* [About this task] What lines in the entries below contain the word "Check"? Copy all of them.

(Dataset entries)
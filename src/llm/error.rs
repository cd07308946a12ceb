//! Text-generation error types

use std::time::Duration;
use thiserror::Error;

/// Errors that can occur during a generation call
#[derive(Debug, Error)]
pub enum LlmError {
    /// Credential or provider configuration is absent
    #[error("Generation unavailable: {0}")]
    Unavailable(String),

    /// The call succeeded but carried no text content
    #[error("Generation returned no content")]
    Empty,

    #[error("API error {status}: {message}")]
    ApiError { status: u16, message: String },

    #[error("Network error: {0}")]
    Network(#[from] reqwest::Error),

    #[error("Invalid response: {0}")]
    InvalidResponse(String),

    #[error("Timeout after {0:?}")]
    Timeout(Duration),

    #[error("JSON serialization error: {0}")]
    Json(#[from] serde_json::Error),
}

impl LlmError {
    /// Check if this is a configuration problem rather than a call failure
    pub fn is_unavailable(&self) -> bool {
        matches!(self, LlmError::Unavailable(_))
    }

    /// Check if this error came from the transport or protocol layer
    ///
    /// Everything except `Unavailable` and `Empty` counts as a failed call.
    pub fn is_call_failure(&self) -> bool {
        !matches!(self, LlmError::Unavailable(_) | LlmError::Empty)
    }
}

* [Finished task]
    /// Check if this is a configuration problem rather than a call failure
    /// Check if this error came from the transport or protocol layer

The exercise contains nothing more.